Thomas Matt

Kommentar

Thomas Matt

Es dreht sich um

Vorarlberg / 15.03.2016 • 18:37 Uhr

„Noch zwei, drei südlichere Tage“, orakeln die Gärtner, dann explodiert die Natur förmlich. Es ist alles schon da. Die Rosenknospen spitzen, den Kater packt lautstark die paarungswillige Unruhe, und Fritz streicht versonnen über den Emaildeckel der Autopolierpaste. Bald, sagen seine Fingerkuppen. Das Leben feiert Auferstehung.

Die Politik tut das übrigens auch. Was die jetzt hier verloren hat, mitten im Frühlingsidyll? Trampeln da gleich wahlwerbende Gruppen durch den Vorgarten? Um Himmelswillen, nein! Da sitzt nur jemand und liest. Die Zeitung. Seine Hand greift zur Kaffeetasse und führt sie an den Mund, während die Augen fest an der Lektüre haften bleiben. Das muss ja spannend sein …
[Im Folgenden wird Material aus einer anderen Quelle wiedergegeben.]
//! REST client for the generation backend.
//!
//! ERROR HANDLING
//! ==============
//! Every call returns `Result<_, ApiError>`. Non-2xx responses keep the
//! status code and the raw body text so call sites can log what the backend
//! said before falling back to a generic message. Nothing here retries.

use std::time::Duration;

use reqwest::{Method, Url};
use serde::de::DeserializeOwned;
use tracing::debug;

use super::types::{
    ApiError, CreateRunRequest, CreateRunResponse, Health, Run, RunDetail, RunsApi, UploadRequest,
};
use crate::config::ClientConfig;

/// HTTP client bound to one backend base URL.
#[derive(Clone, Debug)]
pub struct ApiClient {
    http: reqwest::Client,
    base_url: Url,
}

impl ApiClient {
    /// Build a client from typed config.
    ///
    /// # Errors
    ///
    /// Returns an error if the base URL is unusable or the HTTP client fails
    /// to build.
    pub fn from_config(config: &ClientConfig) -> Result<Self, ApiError> {
        let base_url = Url::parse(&config.api_url).map_err(|e| ApiError::InvalidUrl(format!("{}: {e}", config.api_url)))?;
        if base_url.cannot_be_a_base() {
            return Err(ApiError::InvalidUrl(config.api_url.clone()));
        }
        let http = reqwest::Client::builder()
            .timeout(Duration::from_secs(config.timeouts.request_secs))
            .connect_timeout(Duration::from_secs(config.timeouts.connect_secs))
            .build()
            .map_err(|e| ApiError::HttpClientBuild(e.to_string()))?;
        Ok(Self { http, base_url })
    }

    pub fn base_url(&self) -> &Url {
        &self.base_url
    }

    /// Build `{base}/{segments...}`, percent-encoding each segment.
    pub fn endpoint(&self, segments: &[&str]) -> Result<Url, ApiError> {
        let mut url = self.base_url.clone();
        url.path_segments_mut()
            .map_err(|()| ApiError::InvalidUrl(self.base_url.to_string()))?
            .pop_if_empty()
            .extend(segments);
        Ok(url)
    }

    /// Resolve an artifact URL that may be relative to the backend.
    pub fn resolve(&self, raw: &str) -> Result<Url, ApiError> {
        if let Ok(url) = Url::parse(raw) {
            return Ok(url);
        }
        let mut base = self.base_url.clone();
        if !base.path().ends_with('/') {
            base.set_path(&format!("{}/", base.path()));
        }
        base.join(raw.trim_start_matches('/'))
            .map_err(|e| ApiError::InvalidUrl(format!("{raw}: {e}")))
    }

    /// `GET /health`.
    pub async fn health(&self) -> Result<Health, ApiError> {
        let url = self.endpoint(&["health"])?;
        self.send_json(self.http.request(Method::GET, url.clone()), &url).await
    }

    /// `GET /download/{id}`: the zip bundle of a run's outputs.
    pub async fn download_bundle(&self, run_id: &str) -> Result<Vec<u8>, ApiError> {
        let url = self.endpoint(&["download", run_id])?;
        self.fetch_url(url).await
    }

    /// `DELETE /runs/{id}`.
    pub async fn delete_run(&self, run_id: &str) -> Result<(), ApiError> {
        let url = self.endpoint(&["runs", run_id])?;
        self.send_raw(self.http.request(Method::DELETE, url.clone()), &url).await?;
        Ok(())
    }

    /// Fetch the raw bytes behind an artifact URL.
    pub async fn fetch_bytes(&self, raw_url: &str) -> Result<Vec<u8>, ApiError> {
        let url = self.resolve(raw_url)?;
        self.fetch_url(url).await
    }

    async fn fetch_url(&self, url: Url) -> Result<Vec<u8>, ApiError> {
        let response = self.send_raw(self.http.get(url.clone()), &url).await?;
        let bytes = response.bytes().await.map_err(|e| ApiError::Request {
            path: url.path().to_owned(),
            message: e.to_string(),
        })?;
        Ok(bytes.to_vec())
    }

    async fn send_raw(&self, request: reqwest::RequestBuilder, url: &Url) -> Result<reqwest::Response, ApiError> {
        let path = url.path().to_owned();
        debug!(%path, "backend request");
        let response = request
            .send()
            .await
            .map_err(|e| ApiError::Request { path: path.clone(), message: e.to_string() })?;

        let status = response.status();
        if !status.is_success() {
            let body = response.text().await.unwrap_or_default();
            return Err(ApiError::Status { path, status: status.as_u16(), body });
        }
        Ok(response)
    }

    async fn send_json<T: DeserializeOwned>(&self, request: reqwest::RequestBuilder, url: &Url) -> Result<T, ApiError> {
        let response = self.send_raw(request, url).await?;
        let path = url.path().to_owned();
        let text = response
            .text()
            .await
            .map_err(|e| ApiError::Request { path: path.clone(), message: e.to_string() })?;
        serde_json::from_str(&text).map_err(|e| ApiError::Decode { path, message: e.to_string() })
    }

    async fn post_empty<T: DeserializeOwned>(&self, segments: &[&str]) -> Result<T, ApiError> {
        let url = self.endpoint(segments)?;
        self.send_json(self.http.post(url.clone()), &url).await
    }
}

#[async_trait::async_trait]
impl RunsApi for ApiClient {
    async fn create_run(&self, request: &CreateRunRequest) -> Result<CreateRunResponse, ApiError> {
        let url = self.endpoint(&["generate"])?;
        self.send_json(self.http.post(url.clone()).json(request), &url).await
    }

    async fn create_run_upload(&self, upload: &UploadRequest) -> Result<CreateRunResponse, ApiError> {
        let url = self.endpoint(&["generate"])?;
        let mut form = reqwest::multipart::Form::new().text("recipe_path", upload.recipe_path.clone());
        for file in &upload.files {
            let part = reqwest::multipart::Part::bytes(file.bytes.clone()).file_name(file.filename.clone());
            form = form.part("files", part);
        }
        self.send_json(self.http.post(url.clone()).multipart(form), &url).await
    }

    async fn list_runs(&self) -> Result<Vec<Run>, ApiError> {
        let url = self.endpoint(&["runs"])?;
        self.send_json(self.http.get(url.clone()), &url).await
    }

    async fn get_run(&self, run_id: &str) -> Result<RunDetail, ApiError> {
        let url = self.endpoint(&["runs", run_id])?;
        self.send_json(self.http.get(url.clone()), &url).await
    }

    async fn cancel_run(&self, run_id: &str) -> Result<RunDetail, ApiError> {
        self.post_empty(&["runs", run_id, "cancel"]).await
    }

    async fn finalize_run(&self, run_id: &str) -> Result<RunDetail, ApiError> {
        self.post_empty(&["finalize", run_id]).await
    }
}

#[cfg(test)]
#[path = "api_test.rs"]
mod tests;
Tatsächlich hätte er vor 20 Jahren längst weitergeblättert. Dass er heute ausgerechnet von den politischen Seiten nicht loskommt, ist ein Zeitphänomen. Gewiss – Flüchtlinge und Heta, Arbeitslosigkeit und Pensionsreform – die Politik kennt keine leichte Muße. Und doch wird sie wieder wahrgenommen. In den 1990er-Jahren hatte man den Eindruck, dass die Österreicher sich von der Gestaltung ihrer Gesellschaft endgültig verabschiedet hatten. Alles war beliebig. Jetzt dreht sich das wieder um. Mit schwierigen Vorzeichen und ungewissem Ausgang zwar, aber immerhin begreifen immer mehr Menschen, dass Politik und ihr Leben viel miteinander zu tun haben. Feiert am Ende auch die Demokratie Auferstehung?